BONDARENKO WAS WORKING late—or early, depending on one’s point of view. He’d been at his desk for twenty hours, and since his promotion to general officer he’d learned that life was far better as a colonel. As a colonel he’d gotten out to jog, and even managed to sleep with his wife most of the time. Now—well, he’d always aspired to higher rank. He’d always had ambition, else why would a Signal Corps officer have gone into the Afghan mountains with the Spetznaz? Recognized for his talent, his colonelcy had almost been his undoing, as he’d worked as a close aide for another colonel who’d turned out to be a spy—that fact still boggled him. Misha Filitov a spy for the West? It had shaken his faith in many things, most of all his faith in his country—but then the country had died. The Soviet Union which had raised him and uniformed him and trained him had died one cold December night, to be replaced with something smaller and more ... comfortable to serve. It was easier to love Mother Russia than a huge polyglot empire. Now it was as though the adopted children had all moved away, and the true children remained, and that made for a happier family.
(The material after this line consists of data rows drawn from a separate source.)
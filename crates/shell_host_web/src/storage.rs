//! Durable storage adapters.

pub mod local_storage;
//! Runtime provider and context wiring for the shell.
//!
//! [`ShellProvider`] owns the [`ShellStore`], mirrors its snapshots into a signal for rendering,
//! queues reducer effects for the host, and keeps the single drag/resize engine.

use std::{cell::RefCell, rc::Rc};

use leptos::*;

use crate::{
    effect_executor,
    host::ShellHostContext,
    interaction::InteractionEngine,
    model::ShellState,
    persistence::{export_config_json, import_config_json, PersistenceError},
    pointer::PointerListenerGuard,
    reducer::{RuntimeEffect, ShellAction},
    store::ShellStore,
};

#[derive(Clone, Copy)]
/// Leptos context for reading shell state and dispatching [`ShellAction`] values.
pub struct ShellRuntimeContext {
    /// Injected host services used to run effects.
    pub host: StoredValue<ShellHostContext>,
    /// Canonical state container. Only `dispatch` writes to it.
    pub store: StoredValue<ShellStore>,
    /// Latest committed snapshot.
    pub state: RwSignal<Rc<ShellState>>,
    /// Effects emitted by the reducer and not yet executed.
    pub effects: RwSignal<Vec<RuntimeEffect>>,
    /// Drag/resize session shared by every window.
    pub interaction: StoredValue<InteractionEngine<PointerListenerGuard>>,
    pub dispatch: Callback<ShellAction>,
}

impl ShellRuntimeContext {
    pub fn dispatch_action(&self, action: ShellAction) {
        self.dispatch.call(action);
    }

    /// Loads an imported configuration document. On a parse failure the error is logged and
    /// returned, and the current configuration stays in place.
    pub fn import_config(&self, raw: &str) -> Result<(), PersistenceError> {
        let config = import_config_json(raw)?;
        self.dispatch_action(ShellAction::LoadConfig { config });
        Ok(())
    }

    /// Export document for the current configuration.
    pub fn export_config(&self) -> Result<String, PersistenceError> {
        export_config_json(&self.state.get_untracked())
    }
}

#[component]
/// Provides [`ShellRuntimeContext`] to descendant components and hydrates stored configuration.
pub fn ShellProvider(
    /// Host bundle assembled by the entry layer.
    #[prop(optional)]
    host: ShellHostContext,
    children: Children,
) -> impl IntoView {
    let host = store_value(host);
    let store = store_value(ShellStore::default());
    let state = create_rw_signal(store.with_value(ShellStore::state));
    let effects = create_rw_signal(Vec::<RuntimeEffect>::new());
    let interaction = store_value(InteractionEngine::new());

    let published: Rc<RefCell<Option<Rc<ShellState>>>> = Rc::new(RefCell::new(None));
    let sink = Rc::clone(&published);
    store.update_value(|store| {
        store.subscribe(move |next| *sink.borrow_mut() = Some(Rc::clone(next)));
    });

    let dispatch = Callback::new(move |action: ShellAction| {
        let Some(new_effects) = store.try_update_value(|store| store.dispatch(action)) else {
            logging::warn!("shell store disposed; dropping action");
            return;
        };
        // Publish after the store borrow ends so subscribers of `state` may dispatch again.
        let next = published.borrow_mut().take();
        if let Some(next) = next {
            state.set(next);
        }
        if !new_effects.is_empty() {
            effects.update(|queue| queue.extend(new_effects));
        }
    });

    let runtime = ShellRuntimeContext {
        host,
        store,
        state,
        effects,
        interaction,
        dispatch,
    };

    provide_context(runtime);

    host.get_value().install_boot_hydration(dispatch);
    effect_executor::install(runtime);

    children().into_view()
}

/// Returns the current [`ShellRuntimeContext`].
///
/// # Panics
///
/// Panics if called outside [`ShellProvider`].
pub fn use_shell_runtime() -> ShellRuntimeContext {
    use_context::<ShellRuntimeContext>().expect("ShellRuntimeContext not provided")
}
But a poorer one. Why hadn’t he seen it before? His country’s military had been the world’s largest and most impressive, or so he had once thought, with its huge masses of men and arms, and its proud history of destroying the German invaders in history’s most brutal war. But that military had died in Afghanistan, or if not quite that, then lost its soul and its confidence, as America’s had done in Vietnam. But America had recovered, a process his country had yet to begin.
All that money wasted. Wasted on the departed provinces, those
ungrateful wretches whom the Union had supported for generations, now gone, taking so much wealth with them, and in some cases turning away to join with others, then, he feared, to turn back as enemies. Just like unfaithful adopted children.
Golovko was right. If that danger was to be stopped, it had to be stopped early. But how? Dealing with a few bandit Chechens had proved difficult enough.
He was operations chief now. In five more years, he’d be commanding general. Bondarenko had no illusions about that. He was the best officer of his age group, and his performance in the field had won him high-level attention, ever the determining factor in the ultimate advancement. He could get that job just in time to fight Russia’s last losing battle. Or maybe not. In five years, given funding and a free hand to reshape doctrine and training, he might just convert the Russian army into a force such as it had never been. He would shamelessly use the American model, as the Americans had shamelessly used Soviet tactical doctrine in the Persian Gulf War. But for that to happen he needed a few years of relative peace. If his forces were to be trapped into fighting brushfires all along its southern periphery, he would not have the needed time or funding to save the army.